If you are being bombarded by suspicious IP addresses, please consider using our free service and blocking IP addresses by ASN or Country. I think ASN is a common parameter for malicious IP addresses. If you do not have time to explore our services/tools (it is mostly just our CLI: https://github.com/ipinfo/cli), simply paste the IP addresses (or logs) in plain text, send it to me and I will let you know the ASNs and corresponding ranges to block.

throwaway74663 4/20/2025|
Blocking countries is such a poorly disguised form of racism. Funny how it's always the brown / yellow people countries that get blocked, and never the US, despite it being one of the leading nations in malicious traffic.
reincoder 4/21/2025||
Oh, absolutely not — I have to respectfully but strongly disagree with that sentiment.

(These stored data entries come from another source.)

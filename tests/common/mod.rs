#![allow(dead_code)]

pub mod synthetic_road;
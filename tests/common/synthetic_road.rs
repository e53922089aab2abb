/// Road-like frame: dark background with two bright straight stripes rising
/// from the bottom row towards the image center.
pub struct RoadScene {
    pub width: usize,
    pub height: usize,
    /// Stripe centers on the bottom row (left, right).
    pub bottom_x: (f64, f64),
    /// Stripe inclination from the horizontal, degrees.
    pub angle_deg: f64,
    /// Horizontal stripe width in pixels.
    pub stripe_width: f64,
    pub background: u8,
    pub paint: u8,
}

impl Default for RoadScene {
    fn default() -> Self {
        Self {
            width: 1200,
            height: 800,
            bottom_x: (150.0, 1049.0),
            angle_deg: 40.0,
            stripe_width: 12.0,
            background: 40,
            paint: 220,
        }
    }
}

impl RoadScene {
    /// Horizontal shift of a stripe center per row travelled upwards.
    fn run_per_row(&self) -> f64 {
        1.0 / self.angle_deg.to_radians().tan()
    }

    /// Centers of the left and right stripe on row `y`.
    pub fn centers_at(&self, y: usize) -> (f64, f64) {
        let up = (self.height - 1 - y) as f64;
        let run = up * self.run_per_row();
        (self.bottom_x.0 + run, self.bottom_x.1 - run)
    }

    /// Row-major 8-bit gray buffer.
    pub fn gray(&self) -> Vec<u8> {
        let half = self.stripe_width / 2.0;
        let mut img = vec![self.background; self.width * self.height];
        for y in 0..self.height {
            let (left, right) = self.centers_at(y);
            for x in 0..self.width {
                let xf = x as f64;
                if (xf - left).abs() <= half || (xf - right).abs() <= half {
                    img[y * self.width + x] = self.paint;
                }
            }
        }
        img
    }

    pub fn rgb(&self) -> image::RgbImage {
        let gray = self.gray();
        image::RgbImage::from_fn(self.width as u32, self.height as u32, |x, y| {
            let v = gray[y as usize * self.width + x as usize];
            image::Rgb([v, v, v])
        })
    }
}
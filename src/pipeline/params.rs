//! Parameters of the per-frame pipeline.
//!
//! Defaults: a 17×17 blur, the region of interest starting at 5/12 of the
//! frame *width* below the top, Canny 20/50 for the first edge map and 30/65
//! for the confirmed-line map, and a segment detector requiring 90 votes,
//! 250 px length and bridging gaps of 120 px.
//!
//! The clustering tolerances (6°, 20%) and the parallel-line epsilon are not
//! here on purpose; they live as constants next to the code using them.

use crate::detector::{DetectParams, ThresholdParams};
use crate::edges::FRAME_BLUR_SIGMA;
use crate::geometry::angle::DegreeBand;
use crate::lanes::AnalysisRegion;
use serde::{Deserialize, Serialize};

#[derive(Clone, Copy, Debug, PartialEq, Serialize, Deserialize)]
pub struct CannyThresholds {
    pub low: f32,
    pub high: f32,
}

/// Top row of the analyzed region as `numerator / denominator` of the frame
/// width.
#[derive(Clone, Copy, Debug, PartialEq, Eq, Serialize, Deserialize)]
pub struct RegionTop {
    pub numerator: u32,
    pub denominator: u32,
}

impl RegionTop {
    pub fn row_for_width(&self, width: u32) -> u32 {
        let den = self.denominator.max(1) as u64;
        (width as u64 * self.numerator as u64 / den) as u32
    }
}

#[derive(Clone, Debug, PartialEq, Serialize, Deserialize)]
#[serde(default)]
pub struct LaneParams {
    /// Gaussian σ applied to the full frame; 0 disables smoothing.
    pub blur_sigma: f32,
    pub region_top: RegionTop,
    pub canny: CannyThresholds,
    /// Canny thresholds for the map of confirmed lines.
    pub confirm_canny: CannyThresholds,
    /// Adaptive vote control for the standard Hough pass.
    pub threshold: ThresholdParams,
    /// Stroke width of standard Hough lines in the confirmation mask.
    pub band_line_thickness: u32,
    /// Stroke width of detected segments in the confirmation mask.
    pub segment_line_thickness: u32,
    /// Parameters of both segment detector calls.
    pub segments: DetectParams,
    /// Segment orientations (degrees, rows pointing up) kept for the mask.
    pub segment_angle_bands: Vec<DegreeBand>,
}

impl Default for LaneParams {
    fn default() -> Self {
        Self {
            blur_sigma: FRAME_BLUR_SIGMA,
            region_top: RegionTop {
                numerator: 5,
                denominator: 12,
            },
            canny: CannyThresholds {
                low: 20.0,
                high: 50.0,
            },
            confirm_canny: CannyThresholds {
                low: 30.0,
                high: 65.0,
            },
            threshold: ThresholdParams::default(),
            band_line_thickness: 8,
            segment_line_thickness: 6,
            segments: DetectParams::default(),
            segment_angle_bands: vec![
                DegreeBand::new(10.0, 90.0),
                DegreeBand::new(-90.0, -10.0),
                DegreeBand::new(90.0, 150.0),
            ],
        }
    }
}

impl LaneParams {
    /// Analyzed region of a `width × height` frame: from the configured top
    /// row to the bottom, one column narrower than the frame. `None` when
    /// that region is empty.
    pub fn region_for(&self, width: u32, height: u32) -> Option<AnalysisRegion> {
        let top = self.region_top.row_for_width(width);
        if width < 2 || top >= height {
            return None;
        }
        Some(AnalysisRegion::new(width - 1, height - top, top))
    }
}
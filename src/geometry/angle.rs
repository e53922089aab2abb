//! Angle utilities shared by the clustering predicate and the detector filters.
use nalgebra::Vector2;

/// Absolute cosine of the angle between two vectors, treating antipodal
/// directions as equivalent. Returns a value in [0, 1].
///
/// Vectors are expected to be non-zero; callers check degeneracy first.
#[inline]
pub fn abs_cosine(a: &Vector2<f64>, b: &Vector2<f64>) -> f64 {
    let denom = a.norm() * b.norm();
    (a.dot(b) / denom).abs().min(1.0)
}

/// Open interval of angles in degrees.
#[derive(Clone, Copy, Debug, PartialEq, serde::Serialize, serde::Deserialize)]
pub struct DegreeBand {
    pub min: f64,
    pub max: f64,
}

impl DegreeBand {
    pub const fn new(min: f64, max: f64) -> Self {
        Self { min, max }
    }

    #[inline]
    pub fn contains(&self, deg: f64) -> bool {
        deg > self.min && deg < self.max
    }
}

/// True if `deg` lies strictly inside any of `bands`.
pub fn in_any_band(bands: &[DegreeBand], deg: f64) -> bool {
    bands.iter().any(|b| b.contains(deg))
}
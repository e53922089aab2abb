use super::Clusters;
use crate::geometry::{to_point, LineSegment};
use nalgebra::Point2;
use serde::Serialize;

/// Averaged stand-in for one cluster of raw segments.
#[derive(Clone, Copy, Debug, PartialEq, Eq, Hash, Serialize)]
#[serde(rename_all = "camelCase")]
pub struct RepresentativeSegment {
    /// Mean of the members' upper (smaller row) endpoints.
    pub upper: [i32; 2],
    /// Mean of the members' lower (larger row) endpoints.
    pub lower: [i32; 2],
    pub members: usize,
}

impl RepresentativeSegment {
    pub fn upper_point(&self) -> Point2<f64> {
        to_point(self.upper)
    }

    pub fn lower_point(&self) -> Point2<f64> {
        to_point(self.lower)
    }
}

/// Collapses every cluster into its endpoint-wise mean segment.
///
/// Means are rounded half-to-even to whole pixels. Output order follows the
/// cluster labels.
pub fn aggregate_clusters(
    segments: &[LineSegment],
    clusters: &Clusters,
) -> Vec<RepresentativeSegment> {
    clusters
        .iter()
        .map(|members| {
            let mut upper_sum = [0i64; 2];
            let mut lower_sum = [0i64; 2];
            for &idx in members {
                let (upper, lower) = segments[idx].oriented();
                upper_sum[0] += upper[0] as i64;
                upper_sum[1] += upper[1] as i64;
                lower_sum[0] += lower[0] as i64;
                lower_sum[1] += lower[1] as i64;
            }
            let n = members.len();
            RepresentativeSegment {
                upper: mean_point(upper_sum, n),
                lower: mean_point(lower_sum, n),
                members: n,
            }
        })
        .collect()
}

fn mean_point(sum: [i64; 2], n: usize) -> [i32; 2] {
    let inv = 1.0 / n as f64;
    [
        (sum[0] as f64 * inv).round_ties_even() as i32,
        (sum[1] as f64 * inv).round_ties_even() as i32,
    ]
}
/// Disjoint-set forest with path halving and union by size.
#[derive(Clone, Debug)]
pub struct UnionFind {
    parent: Vec<usize>,
    size: Vec<usize>,
}

impl UnionFind {
    pub fn new(n: usize) -> Self {
        Self {
            parent: (0..n).collect(),
            size: vec![1; n],
        }
    }

    pub fn len(&self) -> usize {
        self.parent.len()
    }

    pub fn is_empty(&self) -> bool {
        self.parent.is_empty()
    }

    pub fn find(&mut self, mut i: usize) -> usize {
        while self.parent[i] != i {
            self.parent[i] = self.parent[self.parent[i]];
            i = self.parent[i];
        }
        i
    }

    /// Merges the sets holding `a` and `b`. Returns false if already joined.
    pub fn union(&mut self, a: usize, b: usize) -> bool {
        let ra = self.find(a);
        let rb = self.find(b);
        if ra == rb {
            return false;
        }
        let (big, small) = if self.size[ra] >= self.size[rb] {
            (ra, rb)
        } else {
            (rb, ra)
        };
        self.parent[small] = big;
        self.size[big] += self.size[small];
        true
    }

    /// Dense labels `0..k`, numbered by first appearance in index order.
    pub fn labels(&mut self) -> (Vec<usize>, usize) {
        let n = self.len();
        let mut root_label = vec![usize::MAX; n];
        let mut labels = Vec::with_capacity(n);
        let mut next = 0;
        for i in 0..n {
            let root = self.find(i);
            if root_label[root] == usize::MAX {
                root_label[root] = next;
                next += 1;
            }
            labels.push(root_label[root]);
        }
        (labels, next)
    }
}
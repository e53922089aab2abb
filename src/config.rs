//! JSON configuration of the `lane_intercepts` tool.
//!
//! ```json
//! {
//!   "input": "frames/",
//!   "detector": { "threshold": { "persistence": "cross_frame" } },
//!   "output": {
//!     "intercepts_csv": "out/intercepts.csv",
//!     "overlay_dir": "out/overlays",
//!     "report_json": "out/report.json"
//!   }
//! }
//! ```
//! Everything except `input` may be omitted.
use crate::pipeline::LaneParams;
use serde::{Deserialize, Serialize};
use std::fs;
use std::path::{Path, PathBuf};

#[derive(Clone, Debug, Serialize, Deserialize)]
pub struct LaneToolConfig {
    /// Directory holding the frames, processed in file name order.
    pub input: PathBuf,
    #[serde(default)]
    pub detector: LaneParams,
    #[serde(default)]
    pub output: OutputConfig,
}

#[derive(Clone, Debug, PartialEq, Serialize, Deserialize)]
#[serde(default)]
pub struct OutputConfig {
    pub intercepts_csv: PathBuf,
    /// Where `processed_<name>` overlays go; none are written when unset.
    #[serde(skip_serializing_if = "Option::is_none")]
    pub overlay_dir: Option<PathBuf>,
    /// Per-frame reports as one JSON document.
    #[serde(skip_serializing_if = "Option::is_none")]
    pub report_json: Option<PathBuf>,
}

impl Default for OutputConfig {
    fn default() -> Self {
        Self {
            intercepts_csv: PathBuf::from("intercepts.csv"),
            overlay_dir: None,
            report_json: None,
        }
    }
}

impl LaneToolConfig {
    /// Configuration used when the tool is pointed at a bare directory:
    /// default parameters, CSV and overlays in the working directory.
    pub fn for_input_dir(input: impl Into<PathBuf>) -> Self {
        Self {
            input: input.into(),
            detector: LaneParams::default(),
            output: OutputConfig {
                overlay_dir: Some(PathBuf::from(".")),
                ..OutputConfig::default()
            },
        }
    }
}

pub fn load_config(path: &Path) -> Result<LaneToolConfig, String> {
    let data = fs::read_to_string(path)
        .map_err(|e| format!("Failed to read config {}: {e}", path.display()))?;
    serde_json::from_str(&data)
        .map_err(|e| format!("Failed to parse config {}: {e}", path.display()))
}
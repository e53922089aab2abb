//! Hough-driven segment extraction.
//!
//! Standard Hough lines above the vote threshold are ranked by how many edge
//! pixels lie along them and taken strongest first. Each one is walked
//! across the edge map, one sample per pixel along its dominant axis, looking
//! for unused edge pixels within one pixel of the line. Hits are chained into
//! runs; a run ends once more than `max_gap` consecutive samples miss. Runs at
//! least `min_length` long become segments and their pixels are marked used so
//! weaker lines cannot claim them again.
use super::hough::{standard_lines, theta_rad, PolarLine};
use super::{DetectParams, LineDetector};
use crate::geometry::LineSegment;
use crate::image::MaskU8;
use log::debug;

/// Probabilistic-style detector returning finite segments.
#[derive(Clone, Copy, Debug, Default)]
pub struct HoughSegmentDetector;

impl LineDetector for HoughSegmentDetector {
    fn detect(&self, edges: &MaskU8, params: &DetectParams) -> Vec<LineSegment> {
        let lines = standard_lines(&edges.to_gray_image(), params.vote_threshold);
        let mut walker = LineWalker::new(edges, params);
        let mut ranked: Vec<(usize, &PolarLine)> =
            lines.iter().map(|l| (walker.support(l), l)).collect();
        // Stable sort keeps scan order among equal support.
        ranked.sort_by(|a, b| b.0.cmp(&a.0));
        for (_, line) in ranked {
            walker.walk(line);
        }
        debug!(
            "HoughSegmentDetector vote>{} peaks={} segments={}",
            params.vote_threshold,
            lines.len(),
            walker.segments.len()
        );
        walker.segments
    }
}

struct Run {
    start: [i32; 2],
    end: [i32; 2],
    pixels: Vec<usize>,
    gap: u32,
}

struct LineWalker<'a> {
    edges: &'a MaskU8,
    used: Vec<bool>,
    min_length: f64,
    max_gap: u32,
    segments: Vec<LineSegment>,
}

impl<'a> LineWalker<'a> {
    fn new(edges: &'a MaskU8, params: &DetectParams) -> Self {
        Self {
            edges,
            used: vec![false; edges.w * edges.h],
            min_length: params.min_length,
            max_gap: params.max_gap,
            segments: Vec::new(),
        }
    }

    /// One sample per pixel along the dominant axis of `line`: mostly
    /// horizontal lines per column, the rest per row.
    fn samples(&self, line: &PolarLine) -> impl Iterator<Item = (i64, i64, bool)> {
        let (sin_t, cos_t) = theta_rad(line).sin_cos();
        let rho = line.r as f64;
        let along_x = sin_t.abs() >= cos_t.abs();
        let (w, h) = (self.edges.w as i64, self.edges.h as i64);
        let steps = if along_x { w } else { h };
        (0..steps).map(move |s| {
            if along_x {
                let y = ((rho - s as f64 * cos_t) / sin_t).round() as i64;
                (s, y, true)
            } else {
                let x = ((rho - s as f64 * sin_t) / cos_t).round() as i64;
                (x, s, false)
            }
        })
    }

    /// Number of samples of `line` with an unused edge pixel next to them.
    fn support(&self, line: &PolarLine) -> usize {
        self.samples(line)
            .filter(|&(x, y, minor_is_y)| self.hit_near(x, y, minor_is_y).is_some())
            .count()
    }

    fn walk(&mut self, line: &PolarLine) {
        let samples: Vec<_> = self.samples(line).collect();
        let mut run: Option<Run> = None;
        for (x, y, minor_is_y) in samples {
            match self.hit_near(x, y, minor_is_y) {
                Some((px, py, idx)) => {
                    let extend = matches!(&run, Some(r) if r.gap <= self.max_gap);
                    if extend {
                        if let Some(r) = run.as_mut() {
                            r.end = [px, py];
                            r.pixels.push(idx);
                            r.gap = 0;
                        }
                    } else {
                        if let Some(done) = run.take() {
                            self.finish(done);
                        }
                        run = Some(Run {
                            start: [px, py],
                            end: [px, py],
                            pixels: vec![idx],
                            gap: 0,
                        });
                    }
                }
                None => {
                    if let Some(r) = run.as_mut() {
                        r.gap += 1;
                    }
                }
            }
        }
        if let Some(done) = run.take() {
            self.finish(done);
        }
    }

    /// First unused edge pixel at the sample or one pixel off it across the line.
    fn hit_near(&self, x: i64, y: i64, minor_is_y: bool) -> Option<(i32, i32, usize)> {
        for off in [0i64, -1, 1] {
            let (cx, cy) = if minor_is_y { (x, y + off) } else { (x + off, y) };
            if cx < 0 || cy < 0 || cx as usize >= self.edges.w || cy as usize >= self.edges.h {
                continue;
            }
            let idx = self.edges.idx(cx as usize, cy as usize);
            if self.edges.data[idx] != 0 && !self.used[idx] {
                return Some((cx as i32, cy as i32, idx));
            }
        }
        None
    }

    fn finish(&mut self, run: Run) {
        let segment = LineSegment::new(run.start, run.end);
        if segment.length() < self.min_length {
            return;
        }
        for idx in run.pixels {
            self.used[idx] = true;
        }
        self.segments.push(segment);
    }
}

#[cfg(test)]
mod tests {
    use super::*;
    use crate::render::draw_segment;

    fn params(vote_threshold: u32, min_length: f64, max_gap: u32) -> DetectParams {
        DetectParams {
            vote_threshold,
            min_length,
            max_gap,
        }
    }

    #[test]
    fn finds_a_single_drawn_segment() {
        let mut edges = MaskU8::new(200, 120);
        draw_segment(&mut edges, &LineSegment::from_coords(20, 100, 180, 20), 1);
        let segs = HoughSegmentDetector.detect(&edges, &params(60, 100.0, 5));
        assert_eq!(segs.len(), 1, "{segs:?}");
        let s = segs[0];
        assert!(s.length() > 140.0, "too short: {s:?}");
        let (upper, lower) = s.oriented();
        assert!((upper[0] - 180).abs() <= 20 && (upper[1] - 20).abs() <= 10, "{s:?}");
        assert!((lower[0] - 20).abs() <= 20 && (lower[1] - 100).abs() <= 10, "{s:?}");
    }

    #[test]
    fn short_runs_are_dropped() {
        let mut edges = MaskU8::new(100, 100);
        draw_segment(&mut edges, &LineSegment::from_coords(10, 50, 50, 50), 1);
        let segs = HoughSegmentDetector.detect(&edges, &params(20, 60.0, 3));
        assert!(segs.is_empty(), "{segs:?}");
    }

    #[test]
    fn gaps_up_to_the_limit_are_bridged() {
        let mut edges = MaskU8::new(120, 40);
        draw_segment(&mut edges, &LineSegment::from_coords(0, 20, 49, 20), 1);
        draw_segment(&mut edges, &LineSegment::from_coords(60, 20, 119, 20), 1);

        let bridged = HoughSegmentDetector.detect(&edges, &params(50, 100.0, 10));
        assert_eq!(bridged.len(), 1, "{bridged:?}");
        assert!(bridged[0].length() >= 119.0);

        let split = HoughSegmentDetector.detect(&edges, &params(50, 40.0, 5));
        assert_eq!(split.len(), 2, "{split:?}");
    }

    #[test]
    fn empty_edges_yield_nothing() {
        let edges = MaskU8::new(64, 64);
        assert!(HoughSegmentDetector
            .detect(&edges, &params(1, 0.0, 0))
            .is_empty());
    }
}
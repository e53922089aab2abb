//! Vote threshold control for the standard Hough pass.
//!
//! A frame starts from a [`VoteSeed`]: the vote used by the previous
//! detection and how many lines it returned. If that vote was exhausted
//! (`< 1`) or returned more than two lines, detection restarts strict at 100;
//! otherwise the vote is relaxed by 25. From there the retry loop lowers the
//! vote in steps of 5 until at least 5 lines come back or the vote reaches 0.
//!
//! [`SeedPersistence`] decides what the next frame starts from. `PerFrame`
//! ignores the carried seed and starts every frame from `{ vote: 20,
//! line_count: 0 }` (effective start 45); `CrossFrame` threads the loop's
//! final state into the next frame.
use serde::{Deserialize, Serialize};

/// Detection state carried between attempts.
#[derive(Clone, Copy, Debug, PartialEq, Eq, Serialize, Deserialize)]
#[serde(rename_all = "camelCase")]
pub struct VoteSeed {
    pub vote: i32,
    pub line_count: usize,
}

impl Default for VoteSeed {
    fn default() -> Self {
        Self {
            vote: 20,
            line_count: 0,
        }
    }
}

#[derive(Clone, Copy, Debug, Default, PartialEq, Eq, Serialize, Deserialize)]
#[serde(rename_all = "snake_case")]
pub enum SeedPersistence {
    /// Every frame starts from [`ThresholdParams::initial`].
    #[default]
    PerFrame,
    /// Each frame starts from the previous frame's final seed.
    CrossFrame,
}

#[derive(Clone, Debug, PartialEq, Serialize, Deserialize)]
#[serde(default)]
pub struct ThresholdParams {
    pub initial: VoteSeed,
    /// Vote used after losing all lines or getting too many.
    pub reset_vote: i32,
    /// Relaxation applied when the previous attempt was in band.
    pub relax_step: i32,
    /// Decrement per retry.
    pub retry_step: i32,
    /// Retry until at least this many lines are found.
    pub min_lines: usize,
    /// More lines than this counts as "too many" for the seed rule.
    pub max_band_lines: usize,
    pub persistence: SeedPersistence,
}

impl Default for ThresholdParams {
    fn default() -> Self {
        Self {
            initial: VoteSeed::default(),
            reset_vote: 100,
            relax_step: 25,
            retry_step: 5,
            min_lines: 5,
            max_band_lines: 2,
            persistence: SeedPersistence::PerFrame,
        }
    }
}

/// Outcome of one adaptive detection.
#[derive(Clone, Debug)]
pub struct ThresholdRun<T> {
    pub lines: Vec<T>,
    /// Vote of the last detector call, `None` if it was never called.
    pub vote_used: Option<u32>,
    pub attempts: usize,
    /// Seed to hand to the next frame.
    pub next_seed: VoteSeed,
}

#[derive(Clone, Debug, Default)]
pub struct AdaptiveThreshold {
    params: ThresholdParams,
}

impl AdaptiveThreshold {
    pub fn new(params: ThresholdParams) -> Self {
        Self { params }
    }

    pub fn params(&self) -> &ThresholdParams {
        &self.params
    }

    /// Seed a frame actually starts from, given what the caller carried over.
    pub fn incoming(&self, carried: VoteSeed) -> VoteSeed {
        match self.params.persistence {
            SeedPersistence::PerFrame => self.params.initial,
            SeedPersistence::CrossFrame => carried,
        }
    }

    /// First vote tried for `seed`.
    pub fn starting_vote(&self, seed: VoteSeed) -> i32 {
        if seed.vote < 1 || seed.line_count > self.params.max_band_lines {
            self.params.reset_vote
        } else {
            seed.vote + self.params.relax_step
        }
    }

    /// Runs `detect` with decreasing votes until enough lines come back.
    pub fn run<T, F>(&self, carried: VoteSeed, mut detect: F) -> ThresholdRun<T>
    where
        F: FnMut(u32) -> Vec<T>,
    {
        let seed = self.incoming(carried);
        let mut vote = self.starting_vote(seed);
        let mut lines = Vec::new();
        let mut vote_used = None;
        let mut attempts = 0;
        while lines.len() < self.params.min_lines && vote > 0 {
            lines = detect(vote as u32);
            vote_used = Some(vote as u32);
            attempts += 1;
            vote -= self.params.retry_step.max(1);
        }
        let next_seed = VoteSeed {
            vote,
            line_count: lines.len(),
        };
        ThresholdRun {
            lines,
            vote_used,
            attempts,
            next_seed,
        }
    }
}
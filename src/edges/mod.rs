//! Edge-map extraction: Gaussian smoothing and Canny, via `imageproc`.
//!
//! - [`smooth`] blurs the whole frame before the region of interest is cut,
//!   matching a 17×17 kernel (σ ≈ 2.9).
//! - [`canny_mask`] turns a gray view into a binary [`MaskU8`] edge map.
//!
//! `imageproc` requires `low <= high`; thresholds are swapped when given the
//! other way round.
use crate::image::{ImageU8, MaskU8};
use image::GrayImage;
use imageproc::edges::canny;
use imageproc::filter::gaussian_blur_f32;

/// σ of a 17-tap kernel derived from its size: `0.3·((17-1)/2 - 1) + 0.8`.
pub const FRAME_BLUR_SIGMA: f32 = 2.9;

/// Gaussian-blurred copy of `gray`. A non-positive σ returns a plain copy.
pub fn smooth(gray: &ImageU8, sigma: f32) -> GrayImage {
    let img = gray.to_gray_image();
    if sigma > 0.0 {
        gaussian_blur_f32(&img, sigma)
    } else {
        img
    }
}

/// Canny edge map of `gray` with hysteresis thresholds in either order.
pub fn canny_mask(gray: &GrayImage, low: f32, high: f32) -> MaskU8 {
    let (lo, hi) = if low <= high { (low, high) } else { (high, low) };
    MaskU8::from_gray_image(canny(gray, lo, hi))
}

#[cfg(test)]
mod tests {
    use super::*;

    fn stripe_image(w: u32, h: u32, x0: u32, x1: u32) -> GrayImage {
        GrayImage::from_fn(w, h, |x, _| {
            if (x0..x1).contains(&x) {
                image::Luma([230])
            } else {
                image::Luma([30])
            }
        })
    }

    #[test]
    fn canny_marks_stripe_borders_only() {
        let img = stripe_image(40, 30, 15, 25);
        let edges = canny_mask(&img, 50.0, 20.0);
        assert!(edges.count_set() > 0);
        for y in 3..27 {
            assert!(!edges.is_set(5, y), "flat area marked at y={y}");
            assert!(!edges.is_set(20, y), "stripe interior marked at y={y}");
        }
    }

    #[test]
    fn flat_image_has_no_edges() {
        let img = GrayImage::from_pixel(32, 32, image::Luma([128]));
        assert_eq!(canny_mask(&img, 20.0, 50.0).count_set(), 0);
    }

    #[test]
    fn zero_sigma_is_a_copy() {
        let data: Vec<u8> = (0..64).map(|v| v as u8 * 3).collect();
        let view = ImageU8 {
            w: 8,
            h: 8,
            stride: 8,
            data: &data,
        };
        assert_eq!(smooth(&view, 0.0).into_raw(), data);
    }
}
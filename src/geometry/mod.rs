//! Geometry primitives over integer pixel segments.
//!
//! - [`LineSegment`]: immutable detector output with length, direction,
//!   midpoint and the `(upper, lower)` endpoint orientation.
//! - [`intersect`]: intersection of two infinite lines given two points on
//!   each; parallel input yields `None`.
//! - [`angle`]: sign-agnostic direction similarity and degree bands used by
//!   the detector filters.

pub mod angle;
mod intersect;
mod segment;

pub use intersect::{intersect, PARALLEL_EPS};
pub use segment::{GeometryError, LineSegment};
pub(crate) use segment::to_point;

In cybersecurity, decisions must be guided by objective data, not assumptions or biases. When you’re facing abuse, you analyze the IPs involved and enrich them with context — ASN, country, city, whether it’s VPN, hosting, residential, etc. That gives you the information you need to make calculated decisions: Should you block a subnet? Rate-limit it? CAPTCHA-challenge it?

Here’s a small snapshot from my own SSH honeypot:

Summary of 1,413 attempts

  - Hosting IPs: 981 (69%)
  - VPNs: 35
  - Top ASNs:
    - AS204428 (SS-Net): 152
    - AS136052 (PT Cloud Hosting Indonesia): 83
    - AS14061 (DigitalOcean): 76
  - Top Countries:
    - Romania: 238 (16.8%)
    - United States: 150 (10.6%)
    - China: 134 (9.5%)
    - Indonesia: 115 (8.1%)
One single /24 from Romania accounts for over 10% of the attacks. That’s not about nationality or ethnicity — it's about IP space abuse from a specific network. If a network or country consistently shows high levels of hostile traffic and your risk tolerance justifies it, blocking or throttling it may be entirely reasonable.

Security teams don’t block based on "where people come from" — they block based on where the attacks are coming from.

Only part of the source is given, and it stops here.